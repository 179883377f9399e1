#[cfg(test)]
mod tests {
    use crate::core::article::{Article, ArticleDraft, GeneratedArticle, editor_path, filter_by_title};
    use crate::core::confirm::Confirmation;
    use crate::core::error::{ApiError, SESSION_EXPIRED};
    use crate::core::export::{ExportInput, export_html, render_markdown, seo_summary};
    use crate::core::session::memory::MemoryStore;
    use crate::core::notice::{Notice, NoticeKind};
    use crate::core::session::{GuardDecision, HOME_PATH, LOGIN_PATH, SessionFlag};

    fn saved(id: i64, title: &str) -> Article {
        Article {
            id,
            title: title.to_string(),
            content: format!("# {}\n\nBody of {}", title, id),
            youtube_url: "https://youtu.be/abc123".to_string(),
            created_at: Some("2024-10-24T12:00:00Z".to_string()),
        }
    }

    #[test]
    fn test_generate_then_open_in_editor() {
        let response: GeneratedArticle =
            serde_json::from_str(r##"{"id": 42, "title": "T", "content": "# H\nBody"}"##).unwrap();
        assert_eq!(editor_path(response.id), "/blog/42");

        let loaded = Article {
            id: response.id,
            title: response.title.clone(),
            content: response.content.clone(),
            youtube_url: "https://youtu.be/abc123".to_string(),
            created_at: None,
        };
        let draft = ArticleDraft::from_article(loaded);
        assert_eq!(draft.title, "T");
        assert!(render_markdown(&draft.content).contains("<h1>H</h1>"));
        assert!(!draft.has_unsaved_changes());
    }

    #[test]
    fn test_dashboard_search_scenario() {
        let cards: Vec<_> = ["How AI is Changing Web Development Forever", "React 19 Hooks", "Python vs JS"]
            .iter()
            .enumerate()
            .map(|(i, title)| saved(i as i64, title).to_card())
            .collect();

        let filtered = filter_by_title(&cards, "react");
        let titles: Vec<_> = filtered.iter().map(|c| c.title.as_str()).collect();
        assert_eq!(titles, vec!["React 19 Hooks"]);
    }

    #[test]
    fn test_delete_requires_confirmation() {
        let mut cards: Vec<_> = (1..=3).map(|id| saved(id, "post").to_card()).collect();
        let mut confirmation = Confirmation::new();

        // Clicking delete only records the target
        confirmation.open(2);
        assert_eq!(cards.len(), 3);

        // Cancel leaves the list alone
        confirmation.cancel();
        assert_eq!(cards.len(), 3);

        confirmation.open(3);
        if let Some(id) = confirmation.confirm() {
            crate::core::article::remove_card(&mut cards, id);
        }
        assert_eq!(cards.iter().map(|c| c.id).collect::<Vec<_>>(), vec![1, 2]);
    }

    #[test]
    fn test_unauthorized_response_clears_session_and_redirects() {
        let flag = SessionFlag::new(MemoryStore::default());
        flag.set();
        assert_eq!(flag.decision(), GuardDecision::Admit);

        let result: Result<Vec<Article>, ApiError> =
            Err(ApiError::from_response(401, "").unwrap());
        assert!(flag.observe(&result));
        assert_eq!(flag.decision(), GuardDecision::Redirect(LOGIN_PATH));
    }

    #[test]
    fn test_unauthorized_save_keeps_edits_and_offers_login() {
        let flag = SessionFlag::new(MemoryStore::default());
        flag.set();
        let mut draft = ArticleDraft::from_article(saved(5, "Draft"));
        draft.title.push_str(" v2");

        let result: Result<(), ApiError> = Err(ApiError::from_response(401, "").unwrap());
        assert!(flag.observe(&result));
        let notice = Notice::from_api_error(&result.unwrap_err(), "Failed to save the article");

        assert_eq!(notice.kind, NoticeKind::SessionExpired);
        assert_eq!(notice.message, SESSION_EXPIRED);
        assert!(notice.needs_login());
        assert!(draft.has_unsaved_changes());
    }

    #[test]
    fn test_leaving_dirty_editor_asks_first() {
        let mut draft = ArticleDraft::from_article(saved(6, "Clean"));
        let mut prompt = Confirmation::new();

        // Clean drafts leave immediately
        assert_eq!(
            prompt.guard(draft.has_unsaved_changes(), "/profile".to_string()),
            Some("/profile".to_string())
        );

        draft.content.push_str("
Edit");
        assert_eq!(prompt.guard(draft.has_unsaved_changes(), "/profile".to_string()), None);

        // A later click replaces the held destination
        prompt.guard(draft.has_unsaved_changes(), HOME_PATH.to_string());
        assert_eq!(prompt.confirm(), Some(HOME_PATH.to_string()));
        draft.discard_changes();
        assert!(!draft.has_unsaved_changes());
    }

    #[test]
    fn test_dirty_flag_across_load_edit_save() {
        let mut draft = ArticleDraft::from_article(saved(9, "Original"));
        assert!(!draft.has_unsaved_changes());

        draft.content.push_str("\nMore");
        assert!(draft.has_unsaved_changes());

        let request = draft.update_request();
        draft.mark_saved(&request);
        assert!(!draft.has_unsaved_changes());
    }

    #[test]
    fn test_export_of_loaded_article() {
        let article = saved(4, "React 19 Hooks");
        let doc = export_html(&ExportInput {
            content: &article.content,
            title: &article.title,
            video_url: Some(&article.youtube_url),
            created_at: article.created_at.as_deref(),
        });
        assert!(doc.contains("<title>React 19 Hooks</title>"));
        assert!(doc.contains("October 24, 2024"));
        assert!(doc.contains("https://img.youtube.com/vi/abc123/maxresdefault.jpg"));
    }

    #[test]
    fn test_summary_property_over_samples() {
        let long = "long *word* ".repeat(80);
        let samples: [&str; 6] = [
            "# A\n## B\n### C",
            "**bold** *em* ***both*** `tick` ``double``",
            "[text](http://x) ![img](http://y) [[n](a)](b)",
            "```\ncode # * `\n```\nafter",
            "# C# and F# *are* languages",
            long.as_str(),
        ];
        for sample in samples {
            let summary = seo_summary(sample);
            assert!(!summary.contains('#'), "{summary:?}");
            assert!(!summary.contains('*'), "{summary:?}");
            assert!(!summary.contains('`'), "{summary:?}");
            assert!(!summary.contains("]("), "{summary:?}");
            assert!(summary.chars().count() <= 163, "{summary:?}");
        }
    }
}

====

Task statement: Each line above that holds the string "clone" should be copied and shown.

Output of the exercise:
            title: response.title.clone(),
            content: response.content.clone(),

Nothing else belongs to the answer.